Exercise brief:
Nothing in the data should be altered when it is repeated in full.

[Dataset records]
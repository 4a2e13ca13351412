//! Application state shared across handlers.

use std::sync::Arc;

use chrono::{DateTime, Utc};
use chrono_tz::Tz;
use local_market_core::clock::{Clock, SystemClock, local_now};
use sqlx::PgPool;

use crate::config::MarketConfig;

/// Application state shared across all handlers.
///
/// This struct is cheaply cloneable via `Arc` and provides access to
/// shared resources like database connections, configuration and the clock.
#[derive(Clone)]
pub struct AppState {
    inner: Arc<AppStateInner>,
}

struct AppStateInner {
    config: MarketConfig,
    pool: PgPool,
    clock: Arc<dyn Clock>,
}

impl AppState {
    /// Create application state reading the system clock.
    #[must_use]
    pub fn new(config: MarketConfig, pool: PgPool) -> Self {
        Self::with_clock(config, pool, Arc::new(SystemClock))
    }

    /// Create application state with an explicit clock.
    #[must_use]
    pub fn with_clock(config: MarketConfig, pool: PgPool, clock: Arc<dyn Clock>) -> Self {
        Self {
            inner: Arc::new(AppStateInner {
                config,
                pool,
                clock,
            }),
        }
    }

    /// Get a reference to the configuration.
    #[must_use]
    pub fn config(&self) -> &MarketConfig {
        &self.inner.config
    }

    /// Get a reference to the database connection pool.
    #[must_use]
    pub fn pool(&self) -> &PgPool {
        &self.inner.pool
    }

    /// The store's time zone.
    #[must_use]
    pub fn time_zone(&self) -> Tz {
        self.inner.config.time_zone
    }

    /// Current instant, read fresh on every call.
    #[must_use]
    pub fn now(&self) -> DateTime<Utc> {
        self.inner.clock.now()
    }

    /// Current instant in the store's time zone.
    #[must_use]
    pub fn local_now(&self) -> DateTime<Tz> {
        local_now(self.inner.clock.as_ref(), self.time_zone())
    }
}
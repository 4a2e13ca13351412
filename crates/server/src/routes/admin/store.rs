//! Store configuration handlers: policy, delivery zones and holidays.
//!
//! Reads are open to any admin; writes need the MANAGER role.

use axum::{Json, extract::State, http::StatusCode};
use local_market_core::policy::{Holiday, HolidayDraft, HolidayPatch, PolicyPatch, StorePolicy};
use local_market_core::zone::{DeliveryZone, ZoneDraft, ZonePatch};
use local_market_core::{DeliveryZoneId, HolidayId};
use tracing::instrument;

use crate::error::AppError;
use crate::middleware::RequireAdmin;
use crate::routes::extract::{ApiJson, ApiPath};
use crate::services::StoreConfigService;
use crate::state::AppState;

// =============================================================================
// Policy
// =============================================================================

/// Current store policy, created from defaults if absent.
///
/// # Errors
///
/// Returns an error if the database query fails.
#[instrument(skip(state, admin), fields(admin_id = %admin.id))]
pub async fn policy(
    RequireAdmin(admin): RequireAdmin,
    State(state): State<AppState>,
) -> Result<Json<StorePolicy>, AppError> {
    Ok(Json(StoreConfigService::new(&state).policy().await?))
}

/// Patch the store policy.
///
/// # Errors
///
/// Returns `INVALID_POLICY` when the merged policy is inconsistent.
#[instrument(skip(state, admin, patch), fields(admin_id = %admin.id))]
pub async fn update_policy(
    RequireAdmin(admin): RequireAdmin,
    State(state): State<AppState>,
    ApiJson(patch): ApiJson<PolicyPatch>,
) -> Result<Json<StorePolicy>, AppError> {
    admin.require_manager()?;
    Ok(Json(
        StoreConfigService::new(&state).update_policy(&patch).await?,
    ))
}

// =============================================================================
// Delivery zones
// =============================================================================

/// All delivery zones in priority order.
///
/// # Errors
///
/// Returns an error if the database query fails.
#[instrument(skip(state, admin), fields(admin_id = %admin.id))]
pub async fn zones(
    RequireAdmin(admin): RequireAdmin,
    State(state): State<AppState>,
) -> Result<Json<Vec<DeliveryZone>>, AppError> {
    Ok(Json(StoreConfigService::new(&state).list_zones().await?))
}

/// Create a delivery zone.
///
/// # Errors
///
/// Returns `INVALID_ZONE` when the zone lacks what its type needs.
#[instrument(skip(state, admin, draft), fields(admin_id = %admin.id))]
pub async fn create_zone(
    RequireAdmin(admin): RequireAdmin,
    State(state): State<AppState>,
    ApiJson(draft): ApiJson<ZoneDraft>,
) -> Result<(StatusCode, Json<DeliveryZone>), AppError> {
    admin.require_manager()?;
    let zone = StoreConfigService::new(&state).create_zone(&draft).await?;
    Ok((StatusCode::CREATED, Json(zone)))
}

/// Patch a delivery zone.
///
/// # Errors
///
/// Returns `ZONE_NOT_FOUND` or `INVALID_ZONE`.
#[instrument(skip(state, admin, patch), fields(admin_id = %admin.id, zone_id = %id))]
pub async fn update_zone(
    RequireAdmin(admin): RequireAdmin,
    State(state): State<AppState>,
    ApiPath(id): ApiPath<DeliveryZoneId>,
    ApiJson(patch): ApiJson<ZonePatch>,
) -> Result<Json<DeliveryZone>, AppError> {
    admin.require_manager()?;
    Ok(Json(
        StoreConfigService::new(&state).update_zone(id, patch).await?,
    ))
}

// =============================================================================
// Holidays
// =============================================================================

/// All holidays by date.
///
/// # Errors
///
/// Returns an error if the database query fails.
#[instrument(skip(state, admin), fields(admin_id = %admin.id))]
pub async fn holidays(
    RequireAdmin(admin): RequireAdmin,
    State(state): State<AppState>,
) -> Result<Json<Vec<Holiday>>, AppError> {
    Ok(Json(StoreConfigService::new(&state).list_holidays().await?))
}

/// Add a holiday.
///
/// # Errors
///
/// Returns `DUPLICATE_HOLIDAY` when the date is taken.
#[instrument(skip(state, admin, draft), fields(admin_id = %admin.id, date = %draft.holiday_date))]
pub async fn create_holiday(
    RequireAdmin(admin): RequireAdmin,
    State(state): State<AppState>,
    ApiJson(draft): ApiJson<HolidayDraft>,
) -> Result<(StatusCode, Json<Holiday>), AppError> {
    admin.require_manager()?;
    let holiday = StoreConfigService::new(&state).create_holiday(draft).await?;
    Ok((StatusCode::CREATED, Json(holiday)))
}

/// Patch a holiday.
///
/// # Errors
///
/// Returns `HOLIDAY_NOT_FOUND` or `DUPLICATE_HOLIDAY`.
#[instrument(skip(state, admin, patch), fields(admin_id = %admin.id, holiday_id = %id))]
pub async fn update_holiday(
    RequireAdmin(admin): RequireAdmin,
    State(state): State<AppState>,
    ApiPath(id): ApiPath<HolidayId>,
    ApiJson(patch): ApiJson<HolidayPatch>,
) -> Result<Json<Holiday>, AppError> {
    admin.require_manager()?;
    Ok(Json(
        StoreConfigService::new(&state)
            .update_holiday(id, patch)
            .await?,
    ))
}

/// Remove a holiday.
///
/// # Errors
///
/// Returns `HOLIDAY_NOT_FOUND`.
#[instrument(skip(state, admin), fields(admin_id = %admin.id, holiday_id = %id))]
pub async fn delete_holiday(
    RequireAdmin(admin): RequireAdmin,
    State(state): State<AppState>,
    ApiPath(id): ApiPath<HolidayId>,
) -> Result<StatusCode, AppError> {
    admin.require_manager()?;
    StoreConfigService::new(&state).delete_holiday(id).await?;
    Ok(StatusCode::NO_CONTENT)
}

Solved exercise:
repository 4a2e13ca13351412
//! Application state shared across handlers.

use std::sync::Arc;

use chrono::{DateTime, Utc};
use chrono_tz::Tz;
use local_market_core::clock::{Clock, SystemClock, local_now};
use sqlx::PgPool;

use crate::config::MarketConfig;

/// Application state shared across all handlers.
///
/// This struct is cheaply cloneable via `Arc` and provides access to
/// shared resources like database connections, configuration and the clock.
#[derive(Clone)]
pub struct AppState {
    inner: Arc<AppStateInner>,
}

struct AppStateInner {
    config: MarketConfig,
    pool: PgPool,
    clock: Arc<dyn Clock>,
}

impl AppState {
    /// Create application state reading the system clock.
    #[must_use]
    pub fn new(config: MarketConfig, pool: PgPool) -> Self {
        Self::with_clock(config, pool, Arc::new(SystemClock))
    }

    /// Create application state with an explicit clock.
    #[must_use]
    pub fn with_clock(config: MarketConfig, pool: PgPool, clock: Arc<dyn Clock>) -> Self {
        Self {
            inner: Arc::new(AppStateInner {
                config,
                pool,
                clock,
            }),
        }
    }

    /// Get a reference to the configuration.
    #[must_use]
    pub fn config(&self) -> &MarketConfig {
        &self.inner.config
    }

    /// Get a reference to the database connection pool.
    #[must_use]
    pub fn pool(&self) -> &PgPool {
        &self.inner.pool
    }

    /// The store's time zone.
    #[must_use]
    pub fn time_zone(&self) -> Tz {
        self.inner.config.time_zone
    }

    /// Current instant, read fresh on every call.
    #[must_use]
    pub fn now(&self) -> DateTime<Utc> {
        self.inner.clock.now()
    }

    /// Current instant in the store's time zone.
    #[must_use]
    pub fn local_now(&self) -> DateTime<Tz> {
        local_now(self.inner.clock.as_ref(), self.time_zone())
    }
}
repository 4a2e13ca13351412
filename crates/server/src/routes/admin/store.rs
//! Store configuration handlers: policy, delivery zones and holidays.
//!
//! Reads are open to any admin; writes need the MANAGER role.

use axum::{Json, extract::State, http::StatusCode};
use local_market_core::policy::{Holiday, HolidayDraft, HolidayPatch, PolicyPatch, StorePolicy};
use local_market_core::zone::{DeliveryZone, ZoneDraft, ZonePatch};
use local_market_core::{DeliveryZoneId, HolidayId};
use tracing::instrument;

use crate::error::AppError;
use crate::middleware::RequireAdmin;
use crate::routes::extract::{ApiJson, ApiPath};
use crate::services::StoreConfigService;
use crate::state::AppState;

// =============================================================================
// Policy
// =============================================================================

/// Current store policy, created from defaults if absent.
///
/// # Errors
///
/// Returns an error if the database query fails.
#[instrument(skip(state, admin), fields(admin_id = %admin.id))]
pub async fn policy(
    RequireAdmin(admin): RequireAdmin,
    State(state): State<AppState>,
) -> Result<Json<StorePolicy>, AppError> {
    Ok(Json(StoreConfigService::new(&state).policy().await?))
}

/// Patch the store policy.
///
/// # Errors
///
/// Returns `INVALID_POLICY` when the merged policy is inconsistent.
#[instrument(skip(state, admin, patch), fields(admin_id = %admin.id))]
pub async fn update_policy(
    RequireAdmin(admin): RequireAdmin,
    State(state): State<AppState>,
    ApiJson(patch): ApiJson<PolicyPatch>,
) -> Result<Json<StorePolicy>, AppError> {
    admin.require_manager()?;
    Ok(Json(
        StoreConfigService::new(&state).update_policy(&patch).await?,
    ))
}

// =============================================================================
// Delivery zones
// =============================================================================

/// All delivery zones in priority order.
///
/// # Errors
///
/// Returns an error if the database query fails.
#[instrument(skip(state, admin), fields(admin_id = %admin.id))]
pub async fn zones(
    RequireAdmin(admin): RequireAdmin,
    State(state): State<AppState>,
) -> Result<Json<Vec<DeliveryZone>>, AppError> {
    Ok(Json(StoreConfigService::new(&state).list_zones().await?))
}

/// Create a delivery zone.
///
/// # Errors
///
/// Returns `INVALID_ZONE` when the zone lacks what its type needs.
#[instrument(skip(state, admin, draft), fields(admin_id = %admin.id))]
pub async fn create_zone(
    RequireAdmin(admin): RequireAdmin,
    State(state): State<AppState>,
    ApiJson(draft): ApiJson<ZoneDraft>,
) -> Result<(StatusCode, Json<DeliveryZone>), AppError> {
    admin.require_manager()?;
    let zone = StoreConfigService::new(&state).create_zone(&draft).await?;
    Ok((StatusCode::CREATED, Json(zone)))
}

/// Patch a delivery zone.
///
/// # Errors
///
/// Returns `ZONE_NOT_FOUND` or `INVALID_ZONE`.
#[instrument(skip(state, admin, patch), fields(admin_id = %admin.id, zone_id = %id))]
pub async fn update_zone(
    RequireAdmin(admin): RequireAdmin,
    State(state): State<AppState>,
    ApiPath(id): ApiPath<DeliveryZoneId>,
    ApiJson(patch): ApiJson<ZonePatch>,
) -> Result<Json<DeliveryZone>, AppError> {
    admin.require_manager()?;
    Ok(Json(
        StoreConfigService::new(&state).update_zone(id, patch).await?,
    ))
}

// =============================================================================
// Holidays
// =============================================================================

/// All holidays by date.
///
/// # Errors
///
/// Returns an error if the database query fails.
#[instrument(skip(state, admin), fields(admin_id = %admin.id))]
pub async fn holidays(
    RequireAdmin(admin): RequireAdmin,
    State(state): State<AppState>,
) -> Result<Json<Vec<Holiday>>, AppError> {
    Ok(Json(StoreConfigService::new(&state).list_holidays().await?))
}

/// Add a holiday.
///
/// # Errors
///
/// Returns `DUPLICATE_HOLIDAY` when the date is taken.
#[instrument(skip(state, admin, draft), fields(admin_id = %admin.id, date = %draft.holiday_date))]
pub async fn create_holiday(
    RequireAdmin(admin): RequireAdmin,
    State(state): State<AppState>,
    ApiJson(draft): ApiJson<HolidayDraft>,
) -> Result<(StatusCode, Json<Holiday>), AppError> {
    admin.require_manager()?;
    let holiday = StoreConfigService::new(&state).create_holiday(draft).await?;
    Ok((StatusCode::CREATED, Json(holiday)))
}

/// Patch a holiday.
///
/// # Errors
///
/// Returns `HOLIDAY_NOT_FOUND` or `DUPLICATE_HOLIDAY`.
#[instrument(skip(state, admin, patch), fields(admin_id = %admin.id, holiday_id = %id))]
pub async fn update_holiday(
    RequireAdmin(admin): RequireAdmin,
    State(state): State<AppState>,
    ApiPath(id): ApiPath<HolidayId>,
    ApiJson(patch): ApiJson<HolidayPatch>,
) -> Result<Json<Holiday>, AppError> {
    admin.require_manager()?;
    Ok(Json(
        StoreConfigService::new(&state)
            .update_holiday(id, patch)
            .await?,
    ))
}

/// Remove a holiday.
///
/// # Errors
///
/// Returns `HOLIDAY_NOT_FOUND`.
#[instrument(skip(state, admin), fields(admin_id = %admin.id, holiday_id = %id))]
pub async fn delete_holiday(
    RequireAdmin(admin): RequireAdmin,
    State(state): State<AppState>,
    ApiPath(id): ApiPath<HolidayId>,
) -> Result<StatusCode, AppError> {
    admin.require_manager()?;
    StoreConfigService::new(&state).delete_holiday(id).await?;
    Ok(StatusCode::NO_CONTENT)
}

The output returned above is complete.